**EXERCISE DETAILS**
Look through the records and report how many lines include the word "CleanupReport", with no other words.

(Records contained in a dataset)

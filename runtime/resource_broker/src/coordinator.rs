//! Coordinator - the root task's resource authority
//!
//! The coordinator owns everything that crosses manager boundaries: the
//! resource type table, the domain ledger, the space directory, the table of
//! running managers and the calls currently blocked on them.
//!
//! # Call Path
//! ```text
//! call(sender, badge, request)
//!   ├─ badge minted for sender? space exists, not deleting?
//!   ├─ manager alive?  ── no ──▶ PeerDead
//!   ├─ Manager::handle(ledger, badge, bytes)
//!   └─ directory / ledger follow-up (new ids, released holds)
//! ```
//!
//! # Domain Termination
//! [`Coordinator::terminate_domain`] releases every handle the domain held,
//! exactly one decrement each, through the owning manager or, if that manager
//! has crashed, directly against its registry. It then destroys the spaces
//! the domain managed (and, under `cascade_dependents`, every space mapped
//! onto them), answers calls blocked on those managers with `PeerDead` and
//! tells the remaining managers that the domain is gone.

use std::collections::{BTreeMap, BTreeSet, VecDeque};

use resource_ipc::{
    ExtractAction, ExtractReply, ExtractRequest, IpcError, Opcode, ReplyMessage, RequestMessage,
    Status,
};

use crate::badge::{Badge, Perms};
use crate::component::{AllocId, ComponentConfig, Manager};
use crate::config::BrokerConfig;
use crate::graph::{combine_model_states, space_node_id, EdgeKind, GraphNode, ModelState};
use crate::ledger::{CleanupPolicy, DomainLedger};
use crate::space::SpaceDirectory;
use crate::types::{ResourceKey, ResourceType, ResourceTypeTable};
use crate::{
    DomainId, ObjectId, ResourceError, Result, SpaceId, COORDINATOR_DOMAIN, NULL_OBJECT,
};

/// Handle on a submitted call whose reply is collected later
#[derive(Debug, Clone, Copy, PartialEq, Eq, PartialOrd, Ord, Hash)]
pub struct CallTicket(u64);

/// Result of connecting a manager
#[derive(Debug, Clone, Copy, PartialEq, Eq)]
pub struct SpaceBinding {
    pub space: SpaceId,
    /// Null-object endpoint badge minted for the managing domain
    pub endpoint: Badge,
}

/// What one domain termination did
#[derive(Debug, Clone, Default, PartialEq, Eq)]
pub struct CleanupReport {
    /// Decrements that took effect, per owning space
    pub decrements: BTreeMap<SpaceId, usize>,
    pub destroyed_spaces: Vec<SpaceId>,
    /// Blocked calls answered with `PeerDead`
    pub unblocked_calls: usize,
}

impl CleanupReport {
    pub fn total_decrements(&self) -> usize {
        self.decrements.values().sum()
    }
}

struct ManagerSlot {
    domain: DomainId,
    server: Box<dyn Manager>,
    alive: bool,
}

struct PendingCall {
    sender: DomainId,
    badge: Badge,
    request: RequestMessage,
}

/// The root task
pub struct Coordinator {
    config: BrokerConfig,
    types: ResourceTypeTable,
    ledger: DomainLedger,
    directory: SpaceDirectory,
    managers: BTreeMap<SpaceId, ManagerSlot>,
    pending: BTreeMap<CallTicket, PendingCall>,
    replies: BTreeMap<CallTicket, ReplyMessage>,
    next_ticket: u64,
    /// (requester, manager domain, type) first-contact observations
    requests: BTreeSet<(DomainId, DomainId, ResourceType)>,
}
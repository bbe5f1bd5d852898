//! Resource types and identities
//!
//! Resource types are registered dynamically by name. The core types the
//! framework itself relies on are pre-registered with fixed codes; resource
//! servers register their own names on first use.

use core::fmt;
use std::collections::{BTreeMap, HashMap};

use serde::{Deserialize, Serialize};

use crate::{ObjectId, ResourceError, Result, SpaceId};

/// Numeric resource type code (8 bits, matches the badge field)
#[derive(Debug, Clone, Copy, PartialEq, Eq, Hash, PartialOrd, Ord, Serialize, Deserialize)]
pub struct ResourceType(pub u8);

impl ResourceType {
    pub const RESOURCE_SPACE: Self = Self(0);
    pub const DOMAIN: Self = Self(1);
    pub const MEMORY_OBJECT: Self = Self(2);
    pub const ADDRESS_SPACE: Self = Self(3);
    pub const CPU: Self = Self(4);
    pub const ENDPOINT: Self = Self(5);

    pub const fn code(self) -> u8 {
        self.0
    }
}

impl fmt::Display for ResourceType {
    fn fmt(&self, f: &mut fmt::Formatter<'_>) -> fmt::Result {
        write!(f, "{}", self.0)
    }
}

const CORE_TYPES: &[(&str, ResourceType)] = &[
    ("resource_space", ResourceType::RESOURCE_SPACE),
    ("domain", ResourceType::DOMAIN),
    ("memory_object", ResourceType::MEMORY_OBJECT),
    ("address_space", ResourceType::ADDRESS_SPACE),
    ("cpu", ResourceType::CPU),
    ("endpoint", ResourceType::ENDPOINT),
];

/// Identity of one resource: (type, space, object)
#[derive(Debug, Clone, Copy, PartialEq, Eq, Hash, PartialOrd, Ord, Serialize, Deserialize)]
pub struct ResourceKey {
    pub rtype: ResourceType,
    pub space: SpaceId,
    pub object: ObjectId,
}

impl ResourceKey {
    pub const fn new(rtype: ResourceType, space: SpaceId, object: ObjectId) -> Self {
        Self {
            rtype,
            space,
            object,
        }
    }

    /// Key of the space record a space is represented by in the space-of-spaces
    pub const fn space_record(space: SpaceId) -> Self {
        Self::new(ResourceType::RESOURCE_SPACE, crate::SPACE_OF_SPACES, space)
    }

    pub const fn is_space_record(&self) -> bool {
        self.rtype.0 == ResourceType::RESOURCE_SPACE.0
    }
}

impl fmt::Display for ResourceKey {
    fn fmt(&self, f: &mut fmt::Formatter<'_>) -> fmt::Result {
        write!(f, "{}/{}/{}", self.rtype, self.space, self.object)
    }
}

/// Bijective name ↔ code mapping of resource types
#[derive(Debug, Clone)]
pub struct ResourceTypeTable {
    by_name: HashMap<String, ResourceType>,
    by_code: BTreeMap<u8, String>,
}

impl ResourceTypeTable {
    /// Create a table with the core types pre-registered
    pub fn new() -> Self {
        let mut table = Self {
            by_name: HashMap::new(),
            by_code: BTreeMap::new(),
        };
        for (name, rtype) in CORE_TYPES {
            table.by_name.insert((*name).to_string(), *rtype);
            table.by_code.insert(rtype.code(), (*name).to_string());
        }
        table
    }

    /// Register a type name, returning its code
    ///
    /// Registering a known name returns the code it already has.
    ///
    /// # Errors
    /// Returns `TypeTableFull` once all 256 codes are taken
    pub fn register(&mut self, name: &str) -> Result<ResourceType> {
        if let Some(rtype) = self.by_name.get(name) {
            return Ok(*rtype);
        }

        let code = (0..=u8::MAX)
            .find(|code| !self.by_code.contains_key(code))
            .ok_or(ResourceError::TypeTableFull)?;
        let rtype = ResourceType(code);

        self.by_name.insert(name.to_string(), rtype);
        self.by_code.insert(code, name.to_string());
        log::debug!("registered resource type '{}' as {}", name, code);
        Ok(rtype)
    }

    pub fn lookup(&self, name: &str) -> Option<ResourceType> {
        self.by_name.get(name).copied()
    }

    pub fn name_of(&self, rtype: ResourceType) -> Option<&str> {
        self.by_code.get(&rtype.code()).map(String::as_str)
    }

    pub fn len(&self) -> usize {
        self.by_code.len()
    }

    pub fn is_empty(&self) -> bool {
        self.by_code.is_empty()
    }
}

impl Default for ResourceTypeTable {
    fn default() -> Self {
        Self::new()
    }
}
//! Domain Ownership Ledger
//!
//! The root task keeps, per domain, the set of resources the domain holds a
//! handle to. Every allocation, give and revoke passes through here, so that
//! on domain termination the coordinator knows exactly which references to
//! release, once each.
//!
//! # Idempotence
//! Operations against a domain that has already been torn down are no-ops:
//! cleanup may race with late allocations or gives, and neither may wedge the
//! root task.

use std::collections::{BTreeMap, BTreeSet};

use serde::Deserialize;

use crate::badge::{Badge, Perms, MAX_DOMAIN_ID};
use crate::types::{ResourceKey, ResourceType};
use crate::{DomainId, ResourceError, Result, COORDINATOR_DOMAIN};

/// What happens to dependents when a domain terminates
#[derive(Debug, Clone, Copy, PartialEq, Eq, Default, Deserialize)]
#[serde(rename_all = "snake_case")]
pub enum CleanupPolicy {
    /// Release only the domain's own handles and destroy the spaces it managed
    #[default]
    LeaveDangling,
    /// Additionally destroy every space that maps to a destroyed space,
    /// recursively
    CascadeDependents,
}

#[derive(Debug, Clone, Copy, PartialEq, Eq)]
pub enum DomainState {
    Live,
    Terminated,
}

/// One execution/protection domain and the handles it holds
#[derive(Debug, Clone)]
pub struct Domain {
    id: DomainId,
    name: Option<String>,
    state: DomainState,
    holds: BTreeSet<ResourceKey>,
}

impl Domain {
    pub fn id(&self) -> DomainId {
        self.id
    }

    pub fn name(&self) -> Option<&str> {
        self.name.as_deref()
    }

    pub fn state(&self) -> DomainState {
        self.state
    }

    pub fn is_live(&self) -> bool {
        self.state == DomainState::Live
    }

    pub fn holds(&self) -> &BTreeSet<ResourceKey> {
        &self.holds
    }

    /// Does the domain hold anything of this type?
    pub fn holds_type(&self, rtype: ResourceType) -> bool {
        self.holds.iter().any(|key| key.rtype == rtype)
    }
}

/// Result of a successful give
#[derive(Debug, Clone, Copy, PartialEq, Eq)]
pub struct GiveOutcome {
    pub badge: Badge,
    /// False when the domain already held the resource
    pub newly_held: bool,
}

/// Observer of allocation events
///
/// Resource components report every object they allocate through this trait;
/// the coordinator's ledger is the implementation.
pub trait HoldRecorder {
    /// Record that `domain` holds `key`
    ///
    /// Returns `Ok(false)` when the domain has already been torn down.
    fn record_hold(&mut self, domain: DomainId, key: ResourceKey) -> Result<bool>;
}

/// Should an allocation by `domain` of a `rtype` resource enter the ledger?
///
/// The coordinator's own space records are exempt: recording them would make
/// the space-of-spaces hold a handle to itself.
pub fn should_record(domain: DomainId, rtype: ResourceType) -> bool {
    !(domain == COORDINATOR_DOMAIN && rtype == ResourceType::RESOURCE_SPACE)
}

/// Per-domain record of held resources
#[derive(Debug)]
pub struct DomainLedger {
    domains: BTreeMap<DomainId, Domain>,
    next_id: DomainId,
    max_domains: DomainId,
}

impl DomainLedger {
    /// Create a ledger that already knows the coordinator domain
    ///
    /// # Arguments
    /// * `max_domains` - Highest domain id to hand out (capped by the badge field)
    pub fn new(max_domains: DomainId) -> Self {
        let mut domains = BTreeMap::new();
        domains.insert(
            COORDINATOR_DOMAIN,
            Domain {
                id: COORDINATOR_DOMAIN,
                name: Some("root-task".to_string()),
                state: DomainState::Live,
                holds: BTreeSet::new(),
            },
        );

        Self {
            domains,
            next_id: COORDINATOR_DOMAIN + 1,
            max_domains: max_domains.clamp(1, MAX_DOMAIN_ID),
        }
    }

    /// Start tracking a new domain
    ///
    /// # Errors
    /// Returns `BadgeOverflow` once the domain id space is used up; ids are
    /// never reused because stale badges would otherwise alias the new domain
    pub fn create_domain(&mut self, name: Option<&str>) -> Result<DomainId> {
        let id = self.next_id;
        if id > self.max_domains {
            return Err(ResourceError::BadgeOverflow {
                field: "domain id",
                value: u64::from(id),
                bits: crate::badge::DOMAIN_BITS,
            });
        }
        self.next_id += 1;

        self.domains.insert(
            id,
            Domain {
                id,
                name: name.map(str::to_string),
                state: DomainState::Live,
                holds: BTreeSet::new(),
            },
        );
        log::info!("domain {} ({}) created", id, name.unwrap_or("unnamed"));
        Ok(id)
    }

    pub fn domain(&self, id: DomainId) -> Option<&Domain> {
        self.domains.get(&id)
    }

    pub fn is_live(&self, id: DomainId) -> bool {
        self.domains.get(&id).is_some_and(Domain::is_live)
    }

    fn live_mut(&mut self, id: DomainId) -> Result<Option<&mut Domain>> {
        let domain = self
            .domains
            .get_mut(&id)
            .ok_or(ResourceError::DomainNotFound(id))?;
        Ok(domain.is_live().then_some(domain))
    }

    /// Record `key` for `domain` and mint the domain's badge for it
    ///
    /// # Returns
    /// `None` if the domain has already been torn down
    ///
    /// # Errors
    /// `DomainNotFound` for a domain that never existed
    pub fn give(
        &mut self,
        domain: DomainId,
        key: ResourceKey,
        perms: Perms,
    ) -> Result<Option<GiveOutcome>> {
        let badge = Badge::for_key(key, perms, domain)?;
        let Some(entry) = self.live_mut(domain)? else {
            log::debug!("give of {} to torn-down domain {} ignored", key, domain);
            return Ok(None);
        };

        let newly_held = entry.holds.insert(key);
        Ok(Some(GiveOutcome { badge, newly_held }))
    }

    pub fn holds(&self, domain: DomainId, key: &ResourceKey) -> bool {
        self.domains
            .get(&domain)
            .is_some_and(|d| d.holds.contains(key))
    }

    /// Forget one domain's hold on `key`; false if it did not hold it
    pub fn take(&mut self, domain: DomainId, key: &ResourceKey) -> bool {
        self.domains
            .get_mut(&domain)
            .is_some_and(|d| d.holds.remove(key))
    }

    /// Every domain currently holding `key`
    pub fn holders(&self, key: &ResourceKey) -> Vec<DomainId> {
        self.domains
            .values()
            .filter(|d| d.holds.contains(key))
            .map(|d| d.id)
            .collect()
    }

    /// Remove `key` from every domain, returning who held it
    pub fn revoke_everywhere(&mut self, key: &ResourceKey) -> Vec<DomainId> {
        self.domains
            .values_mut()
            .filter_map(|d| d.holds.remove(key).then_some(d.id))
            .collect()
    }

    /// Mark a domain terminated and hand back everything it held
    ///
    /// # Returns
    /// `None` if the domain was already torn down
    pub fn begin_teardown(&mut self, domain: DomainId) -> Result<Option<BTreeSet<ResourceKey>>> {
        let Some(entry) = self.live_mut(domain)? else {
            return Ok(None);
        };
        entry.state = DomainState::Terminated;
        Ok(Some(std::mem::take(&mut entry.holds)))
    }

    pub fn iter(&self) -> impl Iterator<Item = &Domain> + '_ {
        self.domains.values()
    }

    pub fn live_domains(&self) -> impl Iterator<Item = &Domain> + '_ {
        self.domains.values().filter(|d| d.is_live())
    }
}

impl HoldRecorder for DomainLedger {
    fn record_hold(&mut self, domain: DomainId, key: ResourceKey) -> Result<bool> {
        match self.live_mut(domain)? {
            Some(entry) => {
                entry.holds.insert(key);
                Ok(true)
            }
            None => Ok(false),
        }
    }
}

**SOLUTION TO THIS EXERCISE**
2